-------- SOURCE DATA --------

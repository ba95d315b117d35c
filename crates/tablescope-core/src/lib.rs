//! Tablescope core: the query-expression compiler and the result-set
//! mutation engine.
//!
//! The pipeline is:
//!
//! 1. **Parse**: filter-language text becomes an [`expression::Expr`] AST.
//! 2. **Compile**: the AST plus table metadata becomes an
//!    [`expression::ExecutionPlan`] (today always a scan filter).
//! 3. **Read**: [`services::TableReadService`] executes the plan through a
//!    [`provider::TableProvider`] and materializes a
//!    [`resultset::ResultSet`].
//! 4. **Edit**: the result set tracks per-item dirty/marked/new state and
//!    applies attribute-path addressed mutations.
//! 5. **Write**: [`services::TableWriteService`] reconciles dirty items back
//!    through the provider.

pub mod config;
pub mod events;
pub mod expression;
pub mod memory;
pub mod path;
pub mod provider;
pub mod resultset;
pub mod services;

pub use config::Config;
pub use events::Event;
pub use expression::{compile, parse};
pub use memory::MemoryProvider;
pub use path::AttrPath;
pub use provider::{ProviderError, TableProvider};
pub use resultset::{ItemIndex, ItemState, NewValue, ResultSet};
pub use services::{TableReadService, TableWriteService};
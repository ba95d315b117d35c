//! Edit-path tests: marking, bulk edits, create/commit/touch/delete flows.

use std::sync::Arc;

use tablescope_core::TableProvider;
use tablescope_core::events::KeyPromptSequence;
use tablescope_core::path::AttrPath;
use tablescope_core::resultset::{EditError, ItemState, NewValue};
use tablescope_model::AttributeValue;

use crate::{TEST_TABLE, seeded_services};

#[tokio::test]
async fn test_should_keep_inferred_assignment_string_typed() {
    let (read, _, _) = seeded_services().await;
    let info = Arc::new(read.describe(TEST_TABLE).await.unwrap());
    let mut rs = read.scan(info).await.unwrap();

    // alpha currently holds a string, so numeric-looking input stays a
    // string-typed assignment.
    let path = AttrPath::parse("alpha").unwrap();
    rs.set_attribute(0, &path, NewValue::Inferred("1231".to_owned()))
        .unwrap();

    assert_eq!(
        rs.item(0).unwrap().get("alpha"),
        Some(&AttributeValue::S("1231".to_owned()))
    );
}

#[tokio::test]
async fn test_should_bulk_edit_marked_items_then_commit_them() {
    let (read, write, provider) = seeded_services().await;
    let info = Arc::new(read.describe(TEST_TABLE).await.unwrap());
    let mut rs = read.scan(info).await.unwrap();

    rs.set_mark(0, true);
    rs.set_mark(1, true);

    let path = AttrPath::parse("alpha").unwrap();
    rs.set_attribute(0, &path, NewValue::Str("bulk".to_owned()))
        .unwrap();

    let dirty_indices: Vec<usize> = rs
        .marked_items()
        .into_iter()
        .map(|mi| mi.index)
        .filter(|&i| rs.is_dirty(i))
        .collect();
    let outcome = write.commit_selection(&mut rs, &dirty_indices).await;

    assert_eq!(outcome.succeeded, vec![0, 1]);
    assert!(outcome.failed.is_empty());
    assert!(!rs.is_dirty(0) && !rs.is_dirty(1));
    // Marks survive a commit.
    assert!(rs.is_marked(0) && rs.is_marked(1));

    for item in provider.scan_items(TEST_TABLE, None, None).await.unwrap() {
        assert_eq!(item.get("alpha"), Some(&AttributeValue::S("bulk".to_owned())));
    }
}

#[tokio::test]
async fn test_should_fail_first_bad_edit_before_later_marked_items() {
    let (read, _, _) = seeded_services().await;
    let info = Arc::new(read.describe(TEST_TABLE).await.unwrap());
    let mut rs = read.scan(info).await.unwrap();

    rs.set_mark(0, true);
    rs.set_mark(1, true);

    // The nested path resolves on neither item; the first failure aborts
    // the batch and the later marked item stays untouched and clean.
    let path = AttrPath::parse("alpha.inner").unwrap();
    let err = rs
        .set_attribute(0, &path, NewValue::Str("x".to_owned()))
        .unwrap_err();
    assert!(matches!(err, EditError::TypeRequired { .. } | EditError::Path(_)));
    assert!(!rs.is_dirty(1));
}

#[tokio::test]
async fn test_should_create_item_through_key_prompts_and_commit() {
    let (read, write, provider) = seeded_services().await;
    let info = Arc::new(read.describe(TEST_TABLE).await.unwrap());
    let mut rs = read.scan(info.clone()).await.unwrap();

    let mut prompts = KeyPromptSequence::for_table(&info);
    prompts.answer("zzz".to_owned());
    prompts.answer("001".to_owned());
    assert!(prompts.is_complete());

    rs.add_new_item(prompts.build_item(&info), ItemState::new_item());
    let idx = rs.len() - 1;
    assert!(rs.is_new(idx) && rs.is_dirty(idx));

    write.commit(&mut rs, idx).await.unwrap();
    assert!(!rs.is_new(idx) && !rs.is_dirty(idx));

    let items = provider.scan_items(TEST_TABLE, None, None).await.unwrap();
    assert_eq!(items.len(), 3);
}

#[tokio::test]
async fn test_should_delete_marked_items_then_rescan() {
    let (read, write, _) = seeded_services().await;
    let info = Arc::new(read.describe(TEST_TABLE).await.unwrap());
    let mut rs = read.scan(info.clone()).await.unwrap();

    rs.set_mark(0, true);
    let marked: Vec<_> = rs.marked_items().into_iter().map(|mi| mi.item).collect();
    write.delete(&info, &marked).await.unwrap();

    // The in-memory set is stale by design until the caller re-scans.
    assert_eq!(rs.len(), 2);
    let refreshed = read.scan(info).await.unwrap();
    assert_eq!(refreshed.len(), 1);
}

#[tokio::test]
async fn test_should_touch_clean_item_without_changing_contents() {
    let (read, write, provider) = seeded_services().await;
    let info = Arc::new(read.describe(TEST_TABLE).await.unwrap());
    let mut rs = read.scan(info).await.unwrap();

    let before = rs.item(0).unwrap().clone();
    write.touch(&mut rs, 0).await.unwrap();

    let items = provider.scan_items(TEST_TABLE, None, None).await.unwrap();
    assert_eq!(items[0], before);
    assert!(!rs.is_dirty(0));
}
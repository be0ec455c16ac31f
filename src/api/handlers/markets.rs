use axum::extract::{Query, State};
use axum::Json;
use serde::Serialize;

use crate::db::market_repo;
use crate::errors::AppError;
use crate::models::{GetMarketsParams, MarketId};
use crate::AppState;

#[derive(Serialize)]
pub struct ApiResponse<T: Serialize> {
    pub success: bool,
    pub data: Option<T>,
    pub error: Option<String>,
}

/// GET /api/markets: market ids matching the filter, in sort order
pub async fn list(
    State(state): State<AppState>,
    Query(params): Query<GetMarketsParams>,
) -> Result<Json<ApiResponse<Vec<MarketId>>>, AppError> {
    params.validate(state.config.max_page_size)?;

    let market_ids = market_repo::get_markets(&state.db, state.search.as_deref(), &params).await?;

    Ok(Json(ApiResponse {
        success: true,
        data: Some(market_ids),
        error: None,
    }))
}
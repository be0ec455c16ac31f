use sqlx::{Postgres, QueryBuilder};

use crate::models::{SortColumn, SortLimitParams};

/// SQL expression a sort column maps to. Only whitelisted expressions ever
/// reach the ORDER BY clause.
pub fn sort_expression(column: SortColumn) -> &'static str {
    match column {
        SortColumn::Volume => "markets.volume",
        SortColumn::OpenInterest => "markets.open_interest",
        SortColumn::EndTime => "markets.end_time",
        SortColumn::CreationBlockNumber => "markets.creation_block_number",
        SortColumn::MarketId => "markets.market_id",
        SortColumn::ReportingStateUpdatedOn => "market_state_block.timestamp",
        SortColumn::LastTradeTime => "last_trade_block.timestamp",
    }
}

/// Append ORDER BY / LIMIT / OFFSET to a market query.
///
/// Ties on the sort key are broken by `markets.market_id` ascending so
/// repeated calls page identically. Descending sorts put NULLs last.
pub fn apply_sort_limit(
    builder: &mut QueryBuilder<'_, Postgres>,
    default_sort: SortColumn,
    default_descending: bool,
    params: &SortLimitParams,
) {
    let column = params.sort_by.unwrap_or(default_sort);
    let descending = params.is_sort_descending.unwrap_or(default_descending);

    builder.push(" ORDER BY ");
    builder.push(sort_expression(column));
    builder.push(if descending { " DESC NULLS LAST" } else { " ASC NULLS FIRST" });
    if column != SortColumn::MarketId {
        builder.push(", markets.market_id ASC");
    }

    if let Some(limit) = params.limit {
        builder.push(" LIMIT ");
        builder.push_bind(i64::from(limit));
    }
    if let Some(offset) = params.offset {
        builder.push(" OFFSET ");
        builder.push_bind(i64::from(offset));
    }
}
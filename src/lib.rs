pub mod api;
pub mod config;
pub mod db;
pub mod errors;
pub mod metrics;
pub mod models;
pub mod search;

use std::sync::Arc;

use crate::config::AppConfig;
use crate::search::SearchProvider;

#[derive(Clone)]
pub struct AppState {
    pub db: sqlx::PgPool,
    pub config: AppConfig,
    /// Full-text search; market queries ignore `search` when this is `None`.
    pub search: Option<Arc<dyn SearchProvider>>,
    pub metrics_handle: metrics_exporter_prometheus::PrometheusHandle,
}
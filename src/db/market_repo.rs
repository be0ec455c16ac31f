use std::time::Instant;

use metrics::{counter, histogram};
use rust_decimal::Decimal;
use sqlx::{PgPool, Postgres, QueryBuilder};

use super::sort_limit::apply_sort_limit;
use crate::models::{GetMarketsParams, MarketId, MarketQueryRow, SortColumn};
use crate::search::SearchProvider;

const DEFAULT_SORT: SortColumn = SortColumn::Volume;
const DEFAULT_DESCENDING: bool = true;

/// Build the market filter query.
///
/// Fee rate columns are only selected when `max_fee` is set; the fee ceiling
/// itself is never part of the SQL predicate (see [`retain_within_max_fee`]).
/// A `search` criterion without a provider is dropped.
pub fn build_markets_query<'a>(
    search: Option<&dyn SearchProvider>,
    params: &GetMarketsParams,
) -> QueryBuilder<'a, Postgres> {
    let mut builder = QueryBuilder::<Postgres>::new(
        "SELECT markets.market_id, \
         market_state_block.timestamp AS reporting_state_updated_on, \
         last_trade_block.timestamp AS last_trade_time",
    );
    if params.max_fee.is_some() {
        builder.push(", markets.reporting_fee_rate, markets.market_creator_fee_rate");
    }
    builder.push(
        " FROM markets \
         JOIN market_state ON market_state.market_state_id = markets.market_state_id \
         JOIN blocks AS market_state_block ON market_state_block.block_number = market_state.block_number \
         LEFT JOIN blocks AS last_trade_block ON last_trade_block.block_number = markets.last_trade_block_number",
    );

    builder.push(" WHERE markets.universe = ");
    builder.push_bind(params.universe.clone());

    if let Some(creator) = &params.creator {
        builder.push(" AND markets.market_creator = ");
        builder.push_bind(creator.clone());
    }
    if let Some(category) = &params.category {
        builder.push(" AND LOWER(markets.category) = ");
        builder.push_bind(category.to_lowercase());
    }
    if let Some(state) = params.reporting_state {
        builder.push(" AND market_state.reporting_state = ");
        builder.push_bind(state.as_str());
    }
    if let Some(fee_window) = &params.fee_window {
        builder.push(" AND markets.fee_window = ");
        builder.push_bind(fee_window.clone());
    }
    if let Some(reporter) = &params.designated_reporter {
        builder.push(" AND markets.designated_reporter = ");
        builder.push_bind(reporter.clone());
    }

    match (&params.search, search) {
        (Some(text), Some(provider)) => {
            builder.push(" AND markets.market_id IN (");
            provider.push_match_subquery(&mut builder, text);
            builder.push(")");
        }
        (Some(_), None) => {
            tracing::debug!(universe = %params.universe, "No search provider configured, ignoring search");
        }
        (None, _) => {}
    }

    apply_sort_limit(&mut builder, DEFAULT_SORT, DEFAULT_DESCENDING, &params.sort_limit());
    builder
}

/// Drop rows whose reporting + creator fee exceeds `max_fee`. The boundary is
/// inclusive and the remaining rows keep their order. Rows without both fee
/// columns are dropped.
pub fn retain_within_max_fee(rows: &mut Vec<MarketQueryRow>, max_fee: Decimal) {
    rows.retain(|row| row.total_fee_rate().is_some_and(|fee| fee <= max_fee));
}

/// Market identifiers matching `params`, in the requested sort order.
pub async fn get_markets(
    pool: &PgPool,
    search: Option<&dyn SearchProvider>,
    params: &GetMarketsParams,
) -> anyhow::Result<Vec<MarketId>> {
    let started = Instant::now();
    counter!("market_queries_total").increment(1);

    let mut builder = build_markets_query(search, params);
    let result = builder
        .build_query_as::<MarketQueryRow>()
        .fetch_all(pool)
        .await;
    histogram!("market_query_latency_seconds").record(started.elapsed().as_secs_f64());

    let mut rows = match result {
        Ok(rows) => rows,
        Err(e) => {
            counter!("market_query_errors_total").increment(1);
            tracing::warn!(universe = %params.universe, error = %e, "Market query failed");
            return Err(e.into());
        }
    };

    let fetched = rows.len();
    if let Some(max_fee) = params.max_fee {
        retain_within_max_fee(&mut rows, max_fee);
        counter!("markets_removed_by_fee_total").increment((fetched - rows.len()) as u64);
    }

    tracing::debug!(
        universe = %params.universe,
        fetched,
        returned = rows.len(),
        "Market query complete"
    );

    Ok(rows.into_iter().map(|row| MarketId::from(row.market_id)).collect())
}
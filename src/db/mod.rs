pub mod market_repo;
pub mod sort_limit;

use std::time::Duration;

use sqlx::postgres::PgPoolOptions;
use sqlx::PgPool;

use crate::config::AppConfig;

pub async fn init_pool(config: &AppConfig) -> anyhow::Result<PgPool> {
    let pool = PgPoolOptions::new()
        .max_connections(config.db_max_connections)
        .acquire_timeout(Duration::from_secs(config.db_acquire_timeout_secs))
        .connect(&config.database_url)
        .await?;

    // Verify connectivity
    sqlx::query("SELECT 1").execute(&pool).await?;

    Ok(pool)
}

/// Apply the read-schema migrations bundled with the crate.
pub async fn run_migrations(pool: &PgPool) -> anyhow::Result<()> {
    sqlx::migrate!("./migrations").run(pool).await?;
    Ok(())
}
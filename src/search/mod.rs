use std::fmt;
use std::str::FromStr;
use std::sync::Arc;

use sqlx::{Postgres, QueryBuilder};

/// Full-text search over market descriptions.
///
/// A provider restricts a market query to the identifiers matching a piece
/// of free text. Callers hold it as `Option<Arc<dyn SearchProvider>>`; when
/// it is absent, search criteria are ignored.
pub trait SearchProvider: Send + Sync + fmt::Debug {
    /// Append a subquery yielding the `market_id`s that match `text`.
    fn push_match_subquery(&self, builder: &mut QueryBuilder<'_, Postgres>, text: &str);
}

/// Which search backend to build at startup.
#[derive(Debug, Clone, Copy, PartialEq, Eq)]
pub enum SearchBackend {
    Postgres,
    Disabled,
}

impl FromStr for SearchBackend {
    type Err = anyhow::Error;

    fn from_str(s: &str) -> Result<Self, Self::Err> {
        match s.trim().to_lowercase().as_str() {
            "postgres" | "pg" => Ok(SearchBackend::Postgres),
            "none" | "disabled" | "off" => Ok(SearchBackend::Disabled),
            other => Err(anyhow::anyhow!(
                "SEARCH_PROVIDER must be 'postgres' or 'none', got '{other}'"
            )),
        }
    }
}

/// Postgres `tsvector` search over the `search_markets` table.
#[derive(Debug, Clone, Default)]
pub struct PostgresFullTextSearch;

impl SearchProvider for PostgresFullTextSearch {
    fn push_match_subquery(&self, builder: &mut QueryBuilder<'_, Postgres>, text: &str) {
        builder.push(
            "SELECT search_markets.market_id FROM search_markets \
             WHERE to_tsvector('english', search_markets.content) @@ plainto_tsquery('english', ",
        );
        builder.push_bind(text.to_owned());
        builder.push(")");
    }
}

pub fn create_search_provider(backend: SearchBackend) -> Option<Arc<dyn SearchProvider>> {
    match backend {
        SearchBackend::Postgres => Some(Arc::new(PostgresFullTextSearch)),
        SearchBackend::Disabled => None,
    }
}
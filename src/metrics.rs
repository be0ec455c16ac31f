use metrics::{counter, histogram};
use metrics_exporter_prometheus::{PrometheusBuilder, PrometheusHandle};

/// Install the Prometheus exporter and register the query-layer metrics.
/// Returns a `PrometheusHandle` whose `render()` method produces the
/// text/plain Prometheus scrape payload.
pub fn init_metrics() -> anyhow::Result<PrometheusHandle> {
    let handle = PrometheusBuilder::new().install_recorder()?;

    // Pre-register counters so they appear even before the first increment.
    counter!("market_queries_total").absolute(0);
    counter!("market_query_errors_total").absolute(0);
    counter!("markets_removed_by_fee_total").absolute(0);

    // Histogram is lazily created on first record; force creation.
    histogram!("market_query_latency_seconds").record(0.0);

    Ok(handle)
}
use rust_decimal::Decimal;
use serde::{Deserialize, Serialize};

use super::ReportingState;

// ---------------------------------------------------------------------------
// Sorting / paging
// ---------------------------------------------------------------------------

/// Columns a market listing may be sorted by.
#[derive(Debug, Clone, Copy, PartialEq, Eq, Serialize, Deserialize)]
#[serde(rename_all = "camelCase")]
pub enum SortColumn {
    Volume,
    OpenInterest,
    EndTime,
    CreationBlockNumber,
    MarketId,
    ReportingStateUpdatedOn,
    LastTradeTime,
}

#[derive(Debug, Clone, Copy, Default, PartialEq, Eq)]
pub struct SortLimitParams {
    pub sort_by: Option<SortColumn>,
    pub is_sort_descending: Option<bool>,
    pub limit: Option<u32>,
    pub offset: Option<u32>,
}

// ---------------------------------------------------------------------------
// GetMarketsParams
// ---------------------------------------------------------------------------

/// Filter request for the market listing.
///
/// Sort/paging fields are kept flat rather than `#[serde(flatten)]`ed so that
/// numeric fields still parse from URL query strings.
#[derive(Debug, Clone, Default, PartialEq, Deserialize)]
#[serde(rename_all = "camelCase")]
pub struct GetMarketsParams {
    pub universe: String,
    pub creator: Option<String>,
    pub category: Option<String>,
    pub search: Option<String>,
    pub reporting_state: Option<ReportingState>,
    pub fee_window: Option<String>,
    pub designated_reporter: Option<String>,
    pub max_fee: Option<Decimal>,
    pub sort_by: Option<SortColumn>,
    pub is_sort_descending: Option<bool>,
    pub limit: Option<u32>,
    pub offset: Option<u32>,
}

#[derive(Debug, Clone, PartialEq, Eq, thiserror::Error)]
pub enum ParamsError {
    #[error("universe must not be empty")]
    EmptyUniverse,

    #[error("maxFee must be non-negative, got {0}")]
    NegativeMaxFee(Decimal),

    #[error("limit {limit} exceeds the maximum page size of {max}")]
    LimitTooLarge { limit: u32, max: u32 },
}

impl GetMarketsParams {
    pub fn for_universe(universe: impl Into<String>) -> Self {
        Self {
            universe: universe.into(),
            ..Default::default()
        }
    }

    pub fn sort_limit(&self) -> SortLimitParams {
        SortLimitParams {
            sort_by: self.sort_by,
            is_sort_descending: self.is_sort_descending,
            limit: self.limit,
            offset: self.offset,
        }
    }

    /// Structural checks that the type system alone does not cover.
    pub fn validate(&self, max_page_size: u32) -> Result<(), ParamsError> {
        if self.universe.trim().is_empty() {
            return Err(ParamsError::EmptyUniverse);
        }
        if let Some(max_fee) = self.max_fee {
            if max_fee < Decimal::ZERO {
                return Err(ParamsError::NegativeMaxFee(max_fee));
            }
        }
        if let Some(limit) = self.limit {
            if limit > max_page_size {
                return Err(ParamsError::LimitTooLarge {
                    limit,
                    max: max_page_size,
                });
            }
        }
        Ok(())
    }
}
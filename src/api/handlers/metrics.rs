use axum::extract::State;
use axum::http::header::CONTENT_TYPE;
use axum::response::IntoResponse;

use crate::AppState;

/// GET /metrics: Prometheus scrape endpoint
pub async fn render(State(state): State<AppState>) -> impl IntoResponse {
    (
        [(CONTENT_TYPE, "text/plain; version=0.0.4")],
        state.metrics_handle.render(),
    )
}
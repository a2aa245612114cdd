pub mod middleware;

pub use middleware::AuthFid;
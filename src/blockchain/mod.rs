//! Chain integration for the roulette contract
//!
//! This module provides:
//! - The spin authorization signer (server-side key)
//! - A read-only RPC client for transaction receipts
//! - Pure decoding of the contract's Spin event

pub mod client;
pub mod events;
pub mod signer;
pub mod types;

pub use client::ChainClient;
pub use signer::{SignerError, SpinSigner};
pub use types::{DecodedSpin, SpinReceipt, SpinResult};
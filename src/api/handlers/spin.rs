//! Spin endpoints: prepare, verify, recent wins

use axum::{
    extract::{Query, State},
    http::StatusCode,
    Extension, Json,
};
use chrono::{DateTime, Utc};
use ethers::types::H256;
use rust_decimal::Decimal;
use serde::{Deserialize, Serialize};
use std::sync::Arc;

use crate::auth::AuthFid;
use crate::models::User;
use crate::services::spin::SpinService;
use crate::AppState;

use super::{api_error, spin_error_response, ApiError};

#[derive(Debug, Deserialize)]
#[serde(rename_all = "camelCase")]
pub struct PrepareSpinRequest {
    pub user_wallet: String,
    pub nonce: u64,
}

#[derive(Debug, Serialize)]
#[serde(rename_all = "camelCase")]
pub struct PrepareSpinResponse {
    pub success: bool,
    pub signature: String,
    pub nonce: u64,
    /// Fee in wei as a decimal string
    pub spin_fee: String,
    pub contract_address: String,
}

/// Prepare an on-chain spin: advisory ticket check plus signed
/// authorization for the roulette contract.
/// POST /spin/prepare
pub async fn prepare_spin(
    State(state): State<Arc<AppState>>,
    Extension(AuthFid(fid)): Extension<AuthFid>,
    Json(req): Json<PrepareSpinRequest>,
) -> Result<Json<PrepareSpinResponse>, ApiError> {
    let service = spin_service(&state)?;
    let user = resolve_user(&state, fid).await?;

    let authorization = service
        .prepare(user.id, &req.user_wallet, req.nonce)
        .await
        .map_err(spin_error_response)?;

    Ok(Json(PrepareSpinResponse {
        success: true,
        signature: authorization.signature,
        nonce: authorization.nonce,
        spin_fee: authorization.fee_wei.to_string(),
        contract_address: format!("{:?}", authorization.contract_address),
    }))
}

#[derive(Debug, Deserialize)]
#[serde(rename_all = "camelCase")]
pub struct VerifySpinRequest {
    pub tx_hash: String,
}

#[derive(Debug, Serialize)]
#[serde(rename_all = "camelCase")]
pub struct VerifySpinResponse {
    pub success: bool,
    pub result: String,
    pub payout: Decimal,
    pub new_balance: Decimal,
    pub new_tickets: i32,
    pub spin_id: i64,
    pub already_verified: bool,
}

/// Verify a submitted spin transaction and settle it. Idempotent on
/// tx_hash; retry on TX_PENDING.
/// POST /spin/verify
pub async fn verify_spin(
    State(state): State<Arc<AppState>>,
    Extension(AuthFid(fid)): Extension<AuthFid>,
    Json(req): Json<VerifySpinRequest>,
) -> Result<Json<VerifySpinResponse>, ApiError> {
    let service = spin_service(&state)?;
    let user = resolve_user(&state, fid).await?;

    let tx_hash = parse_tx_hash(&req.tx_hash)?;

    let settled = service
        .verify(user.id, tx_hash)
        .await
        .map_err(spin_error_response)?;

    Ok(Json(VerifySpinResponse {
        success: true,
        result: settled.outcome.to_string(),
        payout: settled.payout,
        new_balance: settled.balance,
        new_tickets: settled.tickets,
        spin_id: settled.spin_id,
        already_verified: settled.already_settled,
    }))
}

#[derive(Debug, Deserialize)]
pub struct RecentWinsQuery {
    pub limit: Option<i64>,
}

#[derive(Debug, Serialize)]
#[serde(rename_all = "camelCase")]
pub struct RecentWinEntry {
    pub id: i64,
    pub user: String,
    pub amount: Decimal,
    pub token: String,
    pub created_at: DateTime<Utc>,
}

/// Latest winning spins for the ticker
/// GET /spin/recent-wins
pub async fn recent_wins(
    State(state): State<Arc<AppState>>,
    Query(query): Query<RecentWinsQuery>,
) -> Result<Json<Vec<RecentWinEntry>>, ApiError> {
    let limit = query.limit.unwrap_or(10).clamp(1, 100);

    let wins = state.ledger.recent_wins(limit).await.map_err(|e| {
        tracing::error!("Failed to fetch recent wins: {}", e);
        api_error(
            StatusCode::INTERNAL_SERVER_ERROR,
            "DB_ERROR",
            "Failed to get recent wins",
        )
    })?;

    Ok(Json(
        wins.into_iter()
            .map(|win| RecentWinEntry {
                id: win.id,
                user: win.user_name,
                amount: win.payout,
                token: "ARB".to_string(),
                created_at: win.created_at,
            })
            .collect(),
    ))
}

fn spin_service(state: &AppState) -> Result<&Arc<SpinService>, ApiError> {
    state.spin_service.as_ref().ok_or_else(|| {
        api_error(
            StatusCode::SERVICE_UNAVAILABLE,
            "SPIN_DISABLED",
            "On-chain spins are not configured",
        )
    })
}

async fn resolve_user(state: &AppState, fid: i64) -> Result<User, ApiError> {
    state
        .ledger
        .find_by_fid(fid)
        .await
        .map_err(|e| {
            tracing::error!("Failed to look up user by fid {}: {}", fid, e);
            api_error(StatusCode::INTERNAL_SERVER_ERROR, "DB_ERROR", "Database error")
        })?
        .ok_or_else(|| {
            api_error(
                StatusCode::NOT_FOUND,
                "USER_NOT_FOUND",
                "User not found in database. Sign in first.",
            )
        })
}

fn parse_tx_hash(raw: &str) -> Result<H256, ApiError> {
    let invalid = || {
        api_error(
            StatusCode::BAD_REQUEST,
            "INVALID_TX_HASH",
            "A valid transaction hash (txHash) is required",
        )
    };

    if !raw.starts_with("0x") || raw.len() != 66 {
        return Err(invalid());
    }
    raw.parse().map_err(|_| invalid())
}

--------

HOW TO COMPLETE THIS TASK: Everything from the line with "filename src/api/handlers/markets.rs" through the line with "-> Result<Json<ApiResponse<Vec<MarketId>>>, AppError>" should be written out exactly as it appears above, end lines included, and nothing outside that range.

EXERCISE ANSWER:
filename src/api/handlers/markets.rs
use axum::extract::{Query, State};
use axum::Json;
use serde::Serialize;

use crate::db::market_repo;
use crate::errors::AppError;
use crate::models::{GetMarketsParams, MarketId};
use crate::AppState;

#[derive(Serialize)]
pub struct ApiResponse<T: Serialize> {
    pub success: bool,
    pub data: Option<T>,
    pub error: Option<String>,
}

/// GET /api/markets: market ids matching the filter, in sort order
pub async fn list(
    State(state): State<AppState>,
    Query(params): Query<GetMarketsParams>,
) -> Result<Json<ApiResponse<Vec<MarketId>>>, AppError> {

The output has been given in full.